Task objective: Look through the entries below and return all lines including the word "version".

[Start of Attachment]

//! Network version bytes for address and WIF encoding

use crate::error::{PrimitivesError, Result};
use serde::{Deserialize, Serialize};

/// The three version bytes that parameterize Base58Check encodings.
///
/// Plain configuration: passed explicitly into every encode/decode call that
/// needs it, never read from the environment.
#[derive(Debug, Clone, Copy, PartialEq, Eq, Hash, Serialize, Deserialize)]
pub struct NetworkParams {
    pub p2pkh_prefix: u8,
    pub p2sh_prefix: u8,
    pub wif_prefix: u8,
}

impl NetworkParams {
    /// Bitcoin mainnet: addresses start with '1' / '3', WIF with '5' / 'K' / 'L'
    pub const BITCOIN: NetworkParams = NetworkParams {
        p2pkh_prefix: 0x00,
        p2sh_prefix: 0x05,
        wif_prefix: 0x80,
    };

    /// Bitcoin testnet / signet / regtest legacy prefixes
    pub const TESTNET: NetworkParams = NetworkParams {
        p2pkh_prefix: 0x6f,
        p2sh_prefix: 0xc4,
        wif_prefix: 0xef,
    };

    pub const fn new(p2pkh_prefix: u8, p2sh_prefix: u8, wif_prefix: u8) -> Self {
        Self {
            p2pkh_prefix,
            p2sh_prefix,
            wif_prefix,
        }
    }

    /// Build from three single-byte hex strings, e.g. `("00", "05", "80")`.
    pub fn from_hex(p2pkh: &str, p2sh: &str, wif: &str) -> Result<Self> {
        Ok(Self::new(parse_prefix(p2pkh)?, parse_prefix(p2sh)?, parse_prefix(wif)?))
    }

    /// Load from a JSON document with the three prefix fields.
    pub fn from_json(json: &str) -> Result<Self> {
        serde_json::from_str(json)
            .map_err(|e| PrimitivesError::Format(format!("Invalid network parameters: {}", e)))
    }

    pub fn to_json(&self) -> Result<String> {
        serde_json::to_string(self)
            .map_err(|e| PrimitivesError::Format(format!("Cannot encode network parameters: {}", e)))
    }
}

impl Default for NetworkParams {
    fn default() -> Self {
        Self::BITCOIN
    }
}

fn parse_prefix(s: &str) -> Result<u8> {
    match hex::decode(s)?.as_slice() {
        [byte] => Ok(*byte),
        other => Err(PrimitivesError::Format(format!(
            "Network prefix must be one byte, got {}",
            other.len()
        ))),
    }
}

#[cfg(test)]
mod tests {
    use super::*;

    #[test]
    fn test_from_hex() {
        let network = NetworkParams::from_hex("00", "05", "80").unwrap();
        assert_eq!(network, NetworkParams::BITCOIN);
    }

    #[test]
    fn test_from_hex_rejects_multi_byte() {
        let result = NetworkParams::from_hex("0000", "05", "80");
        assert!(matches!(result, Err(PrimitivesError::Format(_))));
    }

    #[test]
    fn test_from_hex_rejects_empty_and_garbage() {
        assert!(matches!(NetworkParams::from_hex("", "05", "80"), Err(PrimitivesError::Format(_))));
        assert!(matches!(NetworkParams::from_hex("00", "xx", "80"), Err(PrimitivesError::Format(_))));
    }

    #[test]
    fn test_json_round_trip() {
        let json = NetworkParams::TESTNET.to_json().unwrap();
        assert_eq!(NetworkParams::from_json(&json).unwrap(), NetworkParams::TESTNET);
    }

    #[test]
    fn test_from_json_document() {
        let json = r#"{"p2pkh_prefix": 0, "p2sh_prefix": 5, "wif_prefix": 128}"#;
        assert_eq!(NetworkParams::from_json(json).unwrap(), NetworkParams::BITCOIN);
    }

    #[test]
    fn test_from_json_rejects_out_of_range_byte() {
        let json = r#"{"p2pkh_prefix": 256, "p2sh_prefix": 5, "wif_prefix": 128}"#;
        assert!(matches!(NetworkParams::from_json(json), Err(PrimitivesError::Format(_))));
    }

    #[test]
    fn test_default_is_mainnet() {
        assert_eq!(NetworkParams::default(), NetworkParams::BITCOIN);
    }
}
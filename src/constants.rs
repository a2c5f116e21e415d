//! secp256k1 curve parameters and Bitcoin encoding constants

/// Field prime: p = 2^256 - 2^32 - 977
pub const CURVE_PRIME: [u8; 32] = [
    0xff, 0xff, 0xff, 0xff, 0xff, 0xff, 0xff, 0xff,
    0xff, 0xff, 0xff, 0xff, 0xff, 0xff, 0xff, 0xff,
    0xff, 0xff, 0xff, 0xff, 0xff, 0xff, 0xff, 0xff,
    0xff, 0xff, 0xff, 0xfe, 0xff, 0xff, 0xfc, 0x2f,
];

/// Group order n
pub const CURVE_ORDER: [u8; 32] = [
    0xff, 0xff, 0xff, 0xff, 0xff, 0xff, 0xff, 0xff,
    0xff, 0xff, 0xff, 0xff, 0xff, 0xff, 0xff, 0xfe,
    0xba, 0xae, 0xdc, 0xe6, 0xaf, 0x48, 0xa0, 0x3b,
    0xbf, 0xd2, 0x5e, 0x8c, 0xd0, 0x36, 0x41, 0x41,
];

/// Generator x-coordinate
pub const GENERATOR_X: [u8; 32] = [
    0x79, 0xbe, 0x66, 0x7e, 0xf9, 0xdc, 0xbb, 0xac,
    0x55, 0xa0, 0x62, 0x95, 0xce, 0x87, 0x0b, 0x07,
    0x02, 0x9b, 0xfc, 0xdb, 0x2d, 0xce, 0x28, 0xd9,
    0x59, 0xf2, 0x81, 0x5b, 0x16, 0xf8, 0x17, 0x98,
];

/// Generator y-coordinate
pub const GENERATOR_Y: [u8; 32] = [
    0x48, 0x3a, 0xda, 0x77, 0x26, 0xa3, 0xc4, 0x65,
    0x5d, 0xa4, 0xfb, 0xfc, 0x0e, 0x11, 0x08, 0xa8,
    0xfd, 0x17, 0xb4, 0x48, 0xa6, 0x85, 0x54, 0x19,
    0x9c, 0x47, 0xd0, 0x8f, 0xfb, 0x10, 0xd4, 0xb8,
];

/// Curve equation y² = x³ + ax + b
pub const CURVE_A: u32 = 0;
pub const CURVE_B: u32 = 7;

/// Private scalar length in bytes
pub const SECRET_KEY_SIZE: usize = 32;

/// Compressed public key: parity prefix + x
pub const COMPRESSED_PUBLIC_KEY_SIZE: usize = 33;

/// Uncompressed public key: 0x04 + x + y
pub const UNCOMPRESSED_PUBLIC_KEY_SIZE: usize = 65;

pub const PUBLIC_KEY_PREFIX_EVEN: u8 = 0x02;
pub const PUBLIC_KEY_PREFIX_ODD: u8 = 0x03;
pub const PUBLIC_KEY_PREFIX_UNCOMPRESSED: u8 = 0x04;

/// Trailing WIF byte marking a compressed key
pub const WIF_COMPRESSION_FLAG: u8 = 0x01;

/// Base58Check checksum length
pub const CHECKSUM_SIZE: usize = 4;

/// hash160 digest length
pub const HASH160_SIZE: usize = 20;

/// Compact-size markers
pub const COMPACT_SIZE_U16: u8 = 0xfd;
pub const COMPACT_SIZE_U32: u8 = 0xfe;
pub const COMPACT_SIZE_U64: u8 = 0xff;

/// Transaction output value field width
pub const OUTPUT_VALUE_SIZE: usize = 8;

/// Maximum money supply: 21,000,000 BTC in satoshis
pub const MAX_MONEY: u64 = 21_000_000 * 100_000_000;

/// Satoshis per BTC
pub const SATOSHIS_PER_BTC: u64 = 100_000_000;

/// Script opcodes used by the standard output templates
pub const OP_DUP: u8 = 0x76;
pub const OP_HASH160: u8 = 0xa9;
pub const OP_EQUAL: u8 = 0x87;
pub const OP_EQUALVERIFY: u8 = 0x88;
pub const OP_CHECKSIG: u8 = 0xac;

[End of Attachment]

Solution for this exercise:
//! Network version bytes for address and WIF encoding
/// The three version bytes that parameterize Base58Check encodings.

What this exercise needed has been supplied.